At March Against Child Abuse, Senator Kennedy Announces Increased Funding Secured to Prevent Child Abuse and Support Victims

 

After Senator Kennedy led budget fight to increase support for Child Advocacy Center in Buffalo and centers across the state, funding rises by $2.57 million, a 43 percent increase.

Kennedy: Our state and nation are facing an epidemic of child abuse, and it is urgent for us all to take action to stop abuse and neglect, once and for all.

BUFFALO, N.Y. – Senator Tim Kennedy, D-Buffalo, announced new funding secured in the state budget to strengthen the fight against child abuse and support victims’ healing at the Million March Against Child Abuse today in Buffalo. Following Senator Kennedy’s push for increased state support for Child Advocacy Centers in Western New York and across the state, funding will rise by $2.57 million in this year’s budget, an increase of about 43 percent over last year. Senator Kennedy said the increased funding will strengthen the vital work of the Lee Gross Anthone Child Advocacy Center, a program of Child and Adolescent Treatment Services, which takes an innovative, collaborative approach to respond to child abuse and support victims.
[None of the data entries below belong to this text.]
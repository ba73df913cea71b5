//! Multi-step application forms

use super::components::BUTTON_HEIGHT;
use super::forms::{draw_form, draw_help_text, draw_submit_button, FormView};
use crate::app::{application_options, App};
use crate::state::forms::{
    Choice, FormFields, FormState, PublicApplicationField, APPLICATION_REQUIRED,
    APPLICATION_STEPS, PUBLIC_APPLICATION_REQUIRED, PUBLIC_APPLICATION_STEPS,
};
use crate::state::wizard::Wizard;
use ratatui::{
    layout::{Constraint, Direction, Layout, Rect},
    style::{Color, Modifier, Style},
    text::{Line, Span},
    widgets::{Block, Borders, Paragraph},
    Frame,
};

/// Step indicator: `1 About the project ─ 2 Problem ─ 3 Context`
fn step_line<F>(wizard: &Wizard, steps: &[(&str, &[F])]) -> Line<'static> {
    let mut spans = Vec::new();
    for (idx, step) in wizard.steps().into_iter().enumerate() {
        if idx > 0 {
            spans.push(Span::styled(" ─ ", Style::default().fg(Color::DarkGray)));
        }
        let name = steps
            .get(idx)
            .map(|(name, _)| name.to_string())
            .unwrap_or(step.name);
        let style = if step.active {
            Style::default()
                .fg(Color::Cyan)
                .add_modifier(Modifier::BOLD)
        } else if step.id < wizard.active_step() {
            Style::default().fg(Color::Green)
        } else {
            Style::default().fg(Color::DarkGray)
        };
        spans.push(Span::styled(format!("{} {}", step.id, name), style));
    }
    Line::from(spans)
}

/// Shared frame of both wizards
#[allow(clippy::too_many_arguments)]
fn draw_wizard<F: FormFields>(
    frame: &mut Frame,
    area: Rect,
    title: &str,
    form: &FormState<F>,
    steps: &[(&str, &[F])],
    required: &[F],
    options: impl Fn(F) -> Vec<Choice>,
    app: &App,
) {
    let block = Block::default()
        .title(format!(" {} ", title))
        .borders(Borders::ALL)
        .border_style(Style::default().fg(Color::Cyan));
    let inner = block.inner(area);
    frame.render_widget(block, area);

    let chunks = Layout::default()
        .direction(Direction::Vertical)
        .constraints([
            Constraint::Length(2),             // Steps
            Constraint::Min(3),                // Fields
            Constraint::Length(BUTTON_HEIGHT), // Submit
            Constraint::Length(1),             // Help
        ])
        .margin(1)
        .split(inner);

    let wizard = &app.state.wizard;
    frame.render_widget(Paragraph::new(step_line(wizard, steps)), chunks[0]);

    let fields: &[F] = steps
        .get(wizard.active_step() - 1)
        .map(|(_, fields)| *fields)
        .unwrap_or(&[]);
    let view = FormView {
        form,
        fields,
        focus: app.state.focus.index(),
        option_cursor: app.state.option_cursor,
    };
    draw_form(frame, chunks[1], &view, options);

    if wizard.is_last() {
        draw_submit_button(
            frame,
            chunks[2],
            "Submit application",
            form.blocks_submit(required),
            app.store.application.is_loading,
        );
        draw_help_text(frame, chunks[3], "PgUp: previous step");
    } else {
        draw_help_text(
            frame,
            chunks[3],
            &format!(
                "Step {} of {}. PgDn or Ctrl+S: next step, PgUp: previous step",
                wizard.active_step(),
                wizard.total_steps()
            ),
        );
    }
}

/// Draw the application wizard of a signed-in user
pub fn draw_new_application(frame: &mut Frame, area: Rect, app: &App) {
    let institutes = app.institute_choices();
    draw_wizard(
        frame,
        area,
        "New application",
        &app.state.application_form,
        APPLICATION_STEPS,
        APPLICATION_REQUIRED,
        |field| application_options(field, &institutes),
        app,
    );
}

/// Draw the application wizard available without an account
pub fn draw_public_application(frame: &mut Frame, area: Rect, app: &App) {
    let institutes = app.institute_choices();
    draw_wizard(
        frame,
        area,
        "Submit a project",
        &app.state.public_form,
        PUBLIC_APPLICATION_STEPS,
        PUBLIC_APPLICATION_REQUIRED,
        |field| match field {
            PublicApplicationField::TargetInstitutes => institutes.clone(),
            _ => Vec::new(),
        },
        app,
    );
}
//! Error dialog component

use super::base::{render_dialog, DialogConfig};
use ratatui::{
    style::{Color, Modifier, Style},
    text::Span,
    Frame,
};

fn dialog_title(queued: usize) -> String {
    match queued {
        0 => "Error".to_string(),
        n => format!("Error ({} more)", n),
    }
}

/// Render the oldest queued error; `queued` counts the ones behind it
pub fn render_error_dialog(frame: &mut Frame, error_message: &str, queued: usize) {
    let key = Style::default()
        .fg(Color::Cyan)
        .add_modifier(Modifier::BOLD);
    let next = if queued > 0 { " for the next one" } else { " to dismiss" };
    let title = dialog_title(queued);

    render_dialog(
        frame,
        DialogConfig {
            title: &title,
            title_color: Color::Red,
            border_color: Color::Red,
            message: error_message,
            hint: Some(vec![
                Span::styled("Enter", key),
                Span::raw("/"),
                Span::styled("Esc", key),
                Span::raw(next),
            ]),
            max_width: 64,
        },
    );
}
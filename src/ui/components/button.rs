//! Button component for TUI

use ratatui::{
    layout::{Alignment, Rect},
    style::{Color, Modifier, Style},
    widgets::{Block, Borders, Paragraph},
    Frame,
};

/// Button height in rows (top border + content + bottom border)
pub const BUTTON_HEIGHT: u16 = 3;

/// Render a bordered button; disabled buttons are greyed out
pub fn render_button(
    frame: &mut Frame,
    area: Rect,
    content: &str,
    is_selected: bool,
    is_enabled: bool,
) {
    let border_style = if is_selected && is_enabled {
        Style::default().fg(Color::Cyan)
    } else {
        Style::default().fg(Color::DarkGray)
    };

    let text_style = if !is_enabled {
        Style::default().fg(Color::DarkGray)
    } else if is_selected {
        Style::default()
            .fg(Color::Cyan)
            .add_modifier(Modifier::BOLD)
    } else {
        Style::default().fg(Color::Green)
    };

    let paragraph = Paragraph::new(format!(" {content} "))
        .style(text_style)
        .alignment(Alignment::Center);
    let block = Block::default()
        .borders(Borders::ALL)
        .border_style(border_style);

    frame.render_widget(paragraph.block(block), area);
}
//! REST boundary of the showcase backend

mod client;
mod error;
mod traits;

pub use client::ApiClient;
pub use error::{ApiError, ApiResult};
pub use traits::ApiClientTrait;

#[cfg(test)]
pub use traits::MockApiClientTrait;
Close to 200 Western New Yorkers gathered for the Million March Against Child Abuse today in Delaware Park. Over 100 cities across the nation held similar marches to call for an end to child abuse and neglect.

“In New York State and across our nation, we are facing an epidemic of child abuse, and it is urgent for us all to take action to stop abuse and neglect, once and for all. This increased funding for the Child Advocacy Center is a long overdue step in the right direction,” said Senator Tim Kennedy. “About 80,000 children become victims of abuse or neglect every year in New York State, and here in Western New York, tragedy has struck far too many times in recent months. Too many children have suffered and died, and too many families have been left mourning. Enough is enough. This 43 percent increase in funding for Child Advocacy Centers across our state will ensure more children are served and protected by their lifesaving programs. It will help law enforcement and prosecutors secure justice for children and their families, and support the healing of New York State’s most vulnerable.”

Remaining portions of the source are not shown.